4. Discussion The recent discovery of a sympathetic innervation of bone tissue and its role in the regulation of bone remodelling [3] is of major interest in known situations where uncoupling between osteoclasts and osteoblasts occurs (immobilization, algodystrophy, stress fracture). The tail-suspended rat model, recognized for both its absence of mechanical loading and its weightlessness [2,7,8], is a model known to cause uncoupling between osteoblasts and osteoclasts. We have put forth the hypothesis that the sympathetic nervous system could be a mediator in bone loss due to the absence of mechanical loading in this model. We used a pharmacological approach treating tail-suspended rats with a non-specific b-adrenergic inhibitor, propranolol per os, to show that there is significant bone mass recovery in the treated tail-suspended group as compared to the merely suspended group. We have also demonstrated for the first time that the sympathetic nervous system is a mediator of mechanical loading in bone. This strongly suggests that the reduction of the gain in bone mass, observed in the tail-suspended group whose hindlimbs were not subject to mechanical loading, is partially due to an activation of the sympathetic system.
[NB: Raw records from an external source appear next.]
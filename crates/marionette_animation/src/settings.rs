//! Capacity Settings
//!
//! All storage in players and trees is sized once, at creation, from these
//! settings. Nothing grows afterwards: a full list reports
//! [`CapacityExceeded`](marionette_core::AnimationError::CapacityExceeded)
//! instead of reallocating, which keeps handles stable and per-frame cost
//! bounded.
//!
//! ```rust,ignore
//! use marionette::animation::{AnimationTree, TreeSettings};
//!
//! let tree = AnimationTree::with_settings(
//!     skeleton,
//!     TreeSettings {
//!         max_nodes: 128,
//!         ..Default::default()
//!     },
//! );
//! ```

/// Capacity of an [`AnimationPlayer`](crate::player::AnimationPlayer).
#[derive(Debug, Clone, Copy, PartialEq, Eq)]
pub struct PlayerSettings {
    /// Maximum number of concurrent playback states.
    pub max_states: usize,
}

impl Default for PlayerSettings {
    #[inline]
    fn default() -> Self {
        Self { max_states: 16 }
    }
}

/// Capacities of an [`AnimationTree`](crate::tree::AnimationTree).
#[derive(Debug, Clone, Copy, PartialEq, Eq)]
pub struct TreeSettings {
    /// Node arena size.
    pub max_nodes: usize,
    /// Edge arena size, shared by every state machine in the tree.
    pub max_edges: usize,
    /// Number of players that can be registered to back leaf nodes.
    pub max_players: usize,
    /// Number of evaluation roots.
    pub max_roots: usize,
}

impl Default for TreeSettings {
    #[inline]
    fn default() -> Self {
        Self {
            max_nodes: 32,
            max_edges: 64,
            max_players: 4,
            max_roots: 4,
        }
    }
}

impl TreeSettings {
    /// Settings with the given arena sizes and default player/root limits.
    #[must_use]
    pub fn with_capacity(max_nodes: usize, max_edges: usize) -> Self {
        Self {
            max_nodes,
            max_edges,
            ..Default::default()
        }
    }
}
//! Bone Transform
//!
//! A decomposed local transform (translation, rotation, scale) and the
//! weighted-average blend rule used everywhere poses are combined.
//!
//! Rotations are blended by normalized weighted quaternion averaging: every
//! contributor is first flipped into the hemisphere of the first one so that
//! `q` and `-q` (the same orientation) never cancel out.

use glam::{Affine3A, Mat4, Quat, Vec3, Vec4};

/// Local TRS transform of a single bone.
#[derive(Debug, Clone, Copy, PartialEq)]
pub struct BoneTransform {
    pub translation: Vec3,
    pub rotation: Quat,
    pub scale: Vec3,
}

impl Default for BoneTransform {
    #[inline]
    fn default() -> Self {
        Self::IDENTITY
    }
}

impl BoneTransform {
    pub const IDENTITY: Self = Self {
        translation: Vec3::ZERO,
        rotation: Quat::IDENTITY,
        scale: Vec3::ONE,
    };

    #[inline]
    #[must_use]
    pub fn new(translation: Vec3, rotation: Quat, scale: Vec3) -> Self {
        Self {
            translation,
            rotation,
            scale,
        }
    }

    #[inline]
    #[must_use]
    pub fn from_translation(translation: Vec3) -> Self {
        Self {
            translation,
            ..Self::IDENTITY
        }
    }

    #[inline]
    #[must_use]
    pub fn from_rotation(rotation: Quat) -> Self {
        Self {
            rotation,
            ..Self::IDENTITY
        }
    }

    /// Decomposes an affine matrix. Shear is lost.
    #[must_use]
    pub fn from_matrix(matrix: &Mat4) -> Self {
        let (scale, rotation, translation) = matrix.to_scale_rotation_translation();
        Self {
            translation,
            rotation,
            scale,
        }
    }

    #[inline]
    #[must_use]
    pub fn to_affine(&self) -> Affine3A {
        Affine3A::from_scale_rotation_translation(self.scale, self.rotation, self.translation)
    }

    #[inline]
    #[must_use]
    pub fn to_mat4(&self) -> Mat4 {
        Mat4::from_scale_rotation_translation(self.scale, self.rotation, self.translation)
    }

    /// Two-way weighted average: `weight` goes to `to`, `1 - weight` to `from`.
    ///
    /// Exact at the end points, so a fully faded-in transform is returned
    /// bit-for-bit.
    #[must_use]
    pub fn blend(from: &Self, to: &Self, weight: f32) -> Self {
        if weight <= 0.0 {
            return *from;
        }
        if weight >= 1.0 {
            return *to;
        }

        let mut acc = BlendAccumulator::default();
        acc.add(from, 1.0 - weight);
        acc.add(to, weight);
        acc.resolve().unwrap_or(*from)
    }

    /// Layers the difference between `additive` and `reference` on top of
    /// `base`, scaled by `weight`.
    ///
    /// Translation adds the offset, rotation applies the relative rotation
    /// (slerped from identity), scale multiplies by the ratio. A `weight` of
    /// zero returns `base` unchanged.
    #[must_use]
    pub fn add_relative(base: &Self, additive: &Self, reference: &Self, weight: f32) -> Self {
        if weight.is_nan() || weight <= 0.0 {
            return *base;
        }

        let offset = additive.translation - reference.translation;
        let mut relative = reference.rotation.inverse() * additive.rotation;
        if relative.w < 0.0 {
            relative = -relative;
        }
        let ratio = additive.scale / reference.scale.max(Vec3::splat(f32::EPSILON));

        Self {
            translation: base.translation + offset * weight,
            rotation: (base.rotation * Quat::IDENTITY.slerp(relative, weight)).normalize(),
            scale: base.scale * Vec3::ONE.lerp(ratio, weight),
        }
    }

    /// Returns `true` when all components are within `epsilon` of `other`.
    ///
    /// Rotations are compared up to sign.
    #[must_use]
    pub fn abs_diff_eq(&self, other: &Self, epsilon: f32) -> bool {
        let rotation_close = self.rotation.abs_diff_eq(other.rotation, epsilon)
            || self.rotation.abs_diff_eq(-other.rotation, epsilon);
        rotation_close
            && self.translation.abs_diff_eq(other.translation, epsilon)
            && self.scale.abs_diff_eq(other.scale, epsilon)
    }
}

/// Running N-way weighted average of bone transforms.
///
/// Weights are normalized by their sum in [`resolve`](Self::resolve), so
/// callers can feed raw, unnormalized weights.
#[derive(Debug, Clone, Copy)]
pub struct BlendAccumulator {
    translation: Vec3,
    rotation: Vec4,
    scale: Vec3,
    reference: Option<Quat>,
    total_weight: f32,
}

impl Default for BlendAccumulator {
    #[inline]
    fn default() -> Self {
        Self {
            translation: Vec3::ZERO,
            rotation: Vec4::ZERO,
            scale: Vec3::ZERO,
            reference: None,
            total_weight: 0.0,
        }
    }
}

impl BlendAccumulator {
    #[inline]
    pub fn clear(&mut self) {
        *self = Self::default();
    }

    /// Adds one contributor. Non-positive and NaN weights are ignored.
    #[inline]
    pub fn add(&mut self, transform: &BoneTransform, weight: f32) {
        if weight.is_nan() || weight <= 0.0 {
            return;
        }

        let reference = *self.reference.get_or_insert(transform.rotation);
        let rotation = if reference.dot(transform.rotation) < 0.0 {
            -transform.rotation
        } else {
            transform.rotation
        };

        self.translation += transform.translation * weight;
        self.rotation += Vec4::from(rotation) * weight;
        self.scale += transform.scale * weight;
        self.total_weight += weight;
    }

    #[inline]
    #[must_use]
    pub fn total_weight(&self) -> f32 {
        self.total_weight
    }

    /// Returns the normalized average, or `None` if nothing with a positive
    /// weight was added.
    #[must_use]
    pub fn resolve(&self) -> Option<BoneTransform> {
        if self.total_weight <= 0.0 {
            return None;
        }

        let inv = 1.0 / self.total_weight;
        let rotation = Quat::from_vec4(self.rotation * inv);
        // Opposite-hemisphere inputs were flipped, so the sum cannot collapse
        // to zero unless the weights are degenerate.
        let rotation = if rotation.length_squared() > f32::EPSILON {
            rotation.normalize()
        } else {
            self.reference.unwrap_or(Quat::IDENTITY)
        };

        Some(BoneTransform {
            translation: self.translation * inv,
            rotation,
            scale: self.scale * inv,
        })
    }
}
This effect occurs in both the trabecular part and the cortical part; however, the bone mass recovery induced by the taking of propranolol in the tail-suspended group is only significant in the trabecular bone rich metaphysis area. There is a tendency towards recovery in the cortical area but it is not significant in our study. Although the effect is present in both regions, it is stronger in the trabecular area and, considering the small number of beta-blocked animals (n = 6), is not significant in the cortical area. We did not observe any effect on longitudinal bone growth as has previously been shown [5,6]; this might explain the absence of innervation in growth plate and the absence of b-adrenergic receptors in the growth plate chondrocytes. Under the effect of propranolol, we have observed a BMD increase over the whole body. This may be the result of two effects: a general systemic effect and a local effect due to changes in mechanical loading. In the literature, a systemic effect was observed in mice [3] and in rats, showing an increase in bone mineral apposition rate [9]. On
the other hand, in a post-menopausal female population, we did not observe any effect of beta-blockers on bone mass [11]. The model we used did not allow us to distinguish a systemic effect from a local effect. It would be useful to perform another study whose aim is to specifically analyse the systemic effect. In the tail-suspended rats, taking propranolol, we observed a tendency toward weight loss. This effect of tail-suspension on weight is known [8]. We have not seen that tail-suspension has any effect on lean mass. Stein et al. [9] observed a decrease in weight of the soleus muscle most likely because of this muscle decreased activity due to the suspension. In our study, the lean mass measurement, concerning the entire body, resulted in the effects of variations with mechanical loading on the weight-bearing frontlimbs and the suspended hindlimbs. We observed a significant decrease in fat mass in the tail-suspended group an in the tail-suspended group treated with propranolol. The sympathetic system regulates the metabolism of fats by changing the anti-lipolytic a-adrenergic and lipolytic b-adrenergic balance [10]. It is possible that suspension acts either on the decrease in fat storage or their heightened consumption or both mechanisms at the same time. However, we can only report this effect without being able to explain it, as our model does not permit us to regulate the a-adrenergic pathway. In conclusion, our study shows that the sympathetic nervous system is implicated in the physiopathology of osteoporosis due to the absence of mechanical loading (weightlessness, immobilization) and allows us to envision this responsibility for other pathologies such as algodystrophy and stress fracture. Hence, beta-lockers could be used as a therapeutic solution in these different situations.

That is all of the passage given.